How do these problems affect the way people experience their daily existence? People feel they lack control over their lives. I think of Roosevelt’s four freedoms: freedom of speech, freedom of worship, freedom from want, and freedom from fear. For many people, those freedoms don’t exist.

Of course, societies worldwide are facing all sorts of difficulties, but those with a stronger social system have less anxiety, and put their weaker members at far less risk, including existential risk.

How could an employment law regime provide a better life for workers? For employees to have a voice, to have self-determination in how their work is done, they need an organized structure. Collective bargaining was and remains an extremely effective way to do this. Unions have also represented working people, union members or not, in Congress and in state legislatures. I would make joining unions easier.

I’d also like to see a state that guarantees enough of a social structure so that people have effective freedom as opposed to formal freedoms. We need a system that supplies basic needs for everybody, like health care and post-secondary education and also the chance to find meaningful work.
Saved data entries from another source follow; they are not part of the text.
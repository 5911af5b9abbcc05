//! Shared fixtures for the integration tests: a compile harness, models
//! that record their lifecycle calls, and an animator whose animations
//! finish only when the test says so.

#![allow(dead_code)]

use std::cell::RefCell;
use std::rc::Rc;

use aurelia_templating::behavior::property::PropertyBag;
use aurelia_templating::binding::syntax::SyntaxBindingLanguage;
use aurelia_templating::resources::Resource;
use aurelia_templating::view_strategy::ViewStrategy;
use aurelia_templating::{
    Animator, BehaviorBuilder, BindingContext, Capabilities, Container, Document, EngineConfig,
    HtmlBehaviorResource, MemoryLoader, ModelType, NodeId, TemplateSource, ViewCompileInstruction,
    ViewCompiler, ViewEngine, ViewFactory, ViewModel, ViewResources,
};
use serde_json::{Map, Value};
use smol::channel::{Receiver, Sender};
use smol::future::BoxedLocal;

// ===== Logs =====

#[derive(Clone, Default)]
pub struct Log(Rc<RefCell<Vec<String>>>);

impl Log {
    pub fn new() -> Self {
        Self::default()
    }

    pub fn push(&self, entry: impl Into<String>) {
        self.0.borrow_mut().push(entry.into());
    }

    pub fn entries(&self) -> Vec<String> {
        self.0.borrow().clone()
    }

    pub fn clear(&self) {
        self.0.borrow_mut().clear();
    }
}

// ===== Models =====

/// Records every lifecycle call as `"<name>.<callback>"`
pub struct RecordingModel {
    name: String,
    log: Log,
    values: RefCell<Map<String, Value>>,
    properties: RefCell<Option<PropertyBag>>,
    strategy: RefCell<Option<ViewStrategy>>,
}

impl RecordingModel {
    pub fn new(name: &str, log: &Log) -> Rc<Self> {
        Rc::new(RecordingModel {
            name: name.to_string(),
            log: log.clone(),
            values: RefCell::new(Map::new()),
            properties: RefCell::new(None),
            strategy: RefCell::new(None),
        })
    }

    pub fn with_value(self: Rc<Self>, key: &str, value: Value) -> Rc<Self> {
        self.values.borrow_mut().insert(key.to_string(), value);
        self
    }

    pub fn with_view_strategy(self: Rc<Self>, strategy: ViewStrategy) -> Rc<Self> {
        *self.strategy.borrow_mut() = Some(strategy);
        self
    }

    pub fn properties(&self) -> Option<PropertyBag> {
        self.properties.borrow().clone()
    }
}

impl ViewModel for RecordingModel {
    fn created(&self, _view: &Rc<aurelia_templating::View>) {
        self.log.push(format!("{}.created", self.name));
    }

    fn bind(&self, _context: &BindingContext) {
        self.log.push(format!("{}.bind", self.name));
    }

    fn unbind(&self) {
        self.log.push(format!("{}.unbind", self.name));
    }

    fn attached(&self) {
        self.log.push(format!("{}.attached", self.name));
    }

    fn detached(&self) {
        self.log.push(format!("{}.detached", self.name));
    }

    fn property_changed(&self, name: &str, new_value: &Value, old_value: &Value) {
        self.log
            .push(format!("{}.propertyChanged({}: {} -> {})", self.name, name, old_value, new_value));
    }

    fn handle_change(&self, handler: &str, new_value: &Value, old_value: &Value) {
        self.log
            .push(format!("{}.{}({} -> {})", self.name, handler, old_value, new_value));
    }

    fn activate(&self, model: &Value) -> BoxedLocal<()> {
        self.log.push(format!("{}.activate({})", self.name, model));
        Box::pin(smol::future::ready(()))
    }

    fn view_strategy(&self) -> Option<ViewStrategy> {
        self.strategy.borrow().clone()
    }

    fn define_properties(&self, properties: PropertyBag) {
        *self.properties.borrow_mut() = Some(properties);
    }

    fn property_bag(&self) -> Option<PropertyBag> {
        self.properties.borrow().clone()
    }

    fn get_property(&self, name: &str) -> Option<Value> {
        if let Some(value) = self.properties.borrow().as_ref().and_then(|p| p.get(name)) {
            return Some(value);
        }
        self.values.borrow().get(name).cloned()
    }

    fn set_property(&self, name: &str, value: Value) -> bool {
        if let Some(properties) = self.properties.borrow().as_ref() {
            if properties.set(name, value.clone()) {
                return true;
            }
        }
        self.values.borrow_mut().insert(name.to_string(), value);
        true
    }
}

/// Every lifecycle callback
pub fn lifecycle() -> Capabilities {
    Capabilities::CREATED
        | Capabilities::BIND
        | Capabilities::UNBIND
        | Capabilities::ATTACHED
        | Capabilities::DETACHED
}

/// Model type whose instances record into `log` under `name`
pub fn recording_type(name: &str, log: &Log) -> ModelType {
    let log = log.clone();
    let instance = name.to_string();
    ModelType::new(name, move |_| RecordingModel::new(&instance, &log) as BindingContext)
        .with_capabilities(lifecycle())
}

// ===== Animator =====

/// Enter and leave only settle when released. Elements are recorded by
/// their tag name.
#[derive(Default)]
pub struct ManualAnimator {
    calls: Log,
    waiting: RefCell<Vec<Sender<()>>>,
}

impl ManualAnimator {
    pub fn new() -> Rc<Self> {
        Rc::new(Self::default())
    }

    pub fn calls(&self) -> Vec<String> {
        self.calls.entries()
    }

    pub fn pending(&self) -> usize {
        self.waiting.borrow().len()
    }

    pub fn release_all(&self) {
        for sender in self.waiting.borrow_mut().drain(..) {
            let _ = sender.try_send(());
        }
    }

    fn wait(&self, kind: &str, document: &Document, element: NodeId) -> BoxedLocal<bool> {
        self.calls
            .push(format!("{}:{}", kind, document.tag_name(element).unwrap_or_default()));
        let (tx, rx): (Sender<()>, Receiver<()>) = smol::channel::bounded(1);
        self.waiting.borrow_mut().push(tx);
        Box::pin(async move { rx.recv().await.is_ok() })
    }
}

impl Animator for ManualAnimator {
    fn enter(&self, document: &Document, element: NodeId) -> BoxedLocal<bool> {
        self.wait("enter", document, element)
    }

    fn leave(&self, document: &Document, element: NodeId) -> BoxedLocal<bool> {
        self.wait("leave", document, element)
    }
}

// ===== Harness =====

/// One document, a root container and app-level resources
pub struct Harness {
    pub document: Document,
    pub container: Rc<Container>,
    pub resources: Rc<ViewResources>,
    pub compiler: ViewCompiler,
}

impl Harness {
    pub fn new() -> Self {
        let document = Document::new();
        let resources = ViewResources::new(None, None);
        let compiler = ViewCompiler::new(
            document.clone(),
            Rc::new(SyntaxBindingLanguage::new()),
            resources.clone(),
        );
        Harness {
            document,
            container: Container::new(),
            resources,
            compiler,
        }
    }

    pub fn compile(&self, markup: &str) -> Rc<ViewFactory> {
        self.compiler
            .compile(TemplateSource::Markup(markup), None, &ViewCompileInstruction::default())
            .unwrap()
    }

    /// Build `builder` for `model` and register it with the app resources
    pub fn register(&self, builder: BehaviorBuilder, model: ModelType) -> Rc<HtmlBehaviorResource> {
        let behavior = builder.build(&self.container, model).unwrap();
        behavior.clone().register(&self.resources, None).unwrap();
        behavior
    }

    /// Give a custom element its view from inline markup
    pub fn set_view(&self, behavior: &Rc<HtmlBehaviorResource>, markup: &str) {
        let factory = self
            .compiler
            .compile(TemplateSource::Markup(markup), None, &ViewCompileInstruction::new(false, true))
            .unwrap();
        behavior.set_view_factory(Some(factory.into()));
    }

    /// Element to render into
    pub fn host(&self) -> NodeId {
        self.document.create_element("div")
    }

    pub fn html(&self, node: NodeId) -> String {
        self.document.inner_html(node)
    }

    pub fn text(&self, node: NodeId) -> String {
        self.document.text_content(node)
    }
}

impl Default for Harness {
    fn default() -> Self {
        Self::new()
    }
}

/// Engine over an in-memory loader sharing the harness document
pub fn engine(harness: &Harness, loader: Rc<MemoryLoader>, config: EngineConfig) -> Rc<ViewEngine> {
    let compiler = ViewCompiler::new(
        harness.document.clone(),
        Rc::new(SyntaxBindingLanguage::new()),
        harness.resources.clone(),
    );
    ViewEngine::new(
        loader,
        harness.container.clone(),
        compiler,
        harness.resources.clone(),
        config,
    )
}

/// Run `future` to completion on the container's task queue
pub fn run<T>(container: &Rc<Container>, future: impl std::future::Future<Output = T>) -> T {
    container.task_queue().run(future)
}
I would institute unfair-discharge protections for all employees—we’re the only advanced economy without this basic safeguard.

In addition, everyone should have access to health care, with no one getting inferior treatment. And everyone should stand equal before the law. That would include stopping large institutions when they try to foreclose people, through mandatory arbitration, from having access to the courts.

I think these conversations are beginning and academics can help shape them, though, of course, not lead them. It’s going to require that we all work together.